テスラ第1四半期納車台数は前年比マイナスか、競争激化や不買運動など響く

米電気自動車(EV)テスラは4月3日に2025年第1・四半期の納車台数と生産台数を公表する。写真は、テスラ販売店の外で、イーロン・マスク氏に抗議する住民ら。3月6日、カリフォルニア州パロアルトで撮影(ロイター/Carlos Barria)
Akash Sriram Abhirup Roy
[31日 ロイター] - 米電気自動車(EV)テスラは4月3日に2025年第1・四半期の納車台数と生産台数を公表する。ビジブル・アルファがまとめたアナリスト15人による最新の予想平均に基づくと、納車台数は約37万3000台。これはイーロン・マスク最高経営責任者(CEO)の政治関与に対する世界的な反発と不買運動や、競争激化などを踏まえて過去30日間に修正された数字で、前年同期比3.6%の減少となる。

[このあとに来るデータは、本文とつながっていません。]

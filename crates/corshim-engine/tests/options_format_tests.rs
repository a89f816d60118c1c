//! `[format]` options installed as the process-wide default provider.
//!
//! Installation is process-wide, so this binary holds a single test.

use corshim_engine::boxed::{BoxedDouble, BoxedSingle};
use corshim_engine::{BoxedValue, OptionsError, ShimOptions};
use corshim_sdk::NumberFormatInfo;

// ============================================================================
// Default Provider
// ============================================================================

#[test]
fn test_format_section_becomes_default_provider() {
    let options = ShimOptions::from_str(
        r#"
[format]
decimal_separator = ","
group_separator = "."
percent_symbol = "pct"
"#,
    )
    .unwrap();
    options.install_formatter().unwrap();

    let double = BoxedDouble::new(1234.5);
    assert_eq!(double.format(Some("N2"), None).unwrap(), "1.234,50");
    assert_eq!(
        BoxedValue::new(1234567i32).format(Some("N0"), None).unwrap(),
        "1.234.567"
    );
    assert_eq!(
        BoxedSingle::new(0.25).format(Some("P0"), None).unwrap(),
        "25 pct"
    );

    // An explicit provider still wins.
    let invariant = NumberFormatInfo::invariant();
    assert_eq!(
        double.format(Some("N2"), Some(&invariant)).unwrap(),
        "1,234.50"
    );

    // Canonical text ignores the configured symbols.
    assert_eq!(double.to_string(), "1234.5");
    assert_eq!(double.format(None, None).unwrap(), "1234.5");

    assert!(matches!(
        ShimOptions::default().install_formatter(),
        Err(OptionsError::FormatterAlreadyInstalled)
    ));
    assert_eq!(double.format(Some("N2"), None).unwrap(), "1.234,50");
}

中国と欧州で競争の高まりや、モデル改定待ちの買い控えがテスラにとっての逆風だ。さらにマスク氏が「政府効率化省(DOGE)」トップとして進めている歳出と政府職員の削減を巡ってテスラ車の主な顧客であるリベラル層から怒りの声が上がり、幅広い抗議活動が起きている。データからは、テスラ車オーナーの別のメーカー車への買い換えが記録的水準に達していることもうかがえる。
テスラ株を保有するマホニー・アセット・マネジメントのケン・マホニー最高経営責任者(CEO)は「実質的に世界全体でテスラのブランド価値が大幅に損なわれ、一般的な上場企業が本来望むよりもはるかに政治色が濃くなってしまった」と指摘した。
こうした中で一部のアナリストや投資家は、最新予想の納車台数でさえ楽観的過ぎるかもしれないと警戒している。
テスラ株主のグロバルト・インベストメンツのシニア・ポートフォリオマネジャー、トーマス・マーチン氏は「納車台数は40万台を割り込み、場合によっては35万台まで落ち込むかもしれない」と述べた。
ドイツ銀行のアナリストチームは、34万-35万台と予想する。
業界団体のデータやアナリストの推計では、1-2月のテスラ車販売台数が米国、欧州、中国のいずれでも減少したことが示された。人気の高い「モデルY」が刷新されるのを待っていた顧客の存在も需要冷え込みにつながっている。
新しいモデルYは2月下旬に中国で、3月に米国と欧州で発売が始まった。
ただテスラは年内に既存プラットフォームに基づくより手頃な価格の車種を投入すると表明しており、そうした車の登場を待つ顧客も多いため、需要回復にはまだ時間がかかるとの見方も聞かれた。
テスラは値引きや低金利ローンなど各種販売促進策も講じているが、今のところ欧州では効果が乏しいように見える。欧州では、マスク氏が右派政党を支援していることへの嫌悪感が強い。
中国市場は、地元のBYD(比亜迪)などが価格面で攻勢を強め、過去1年で少なくとも6車種を投入していることなどから、テスラの販売台数が減少している。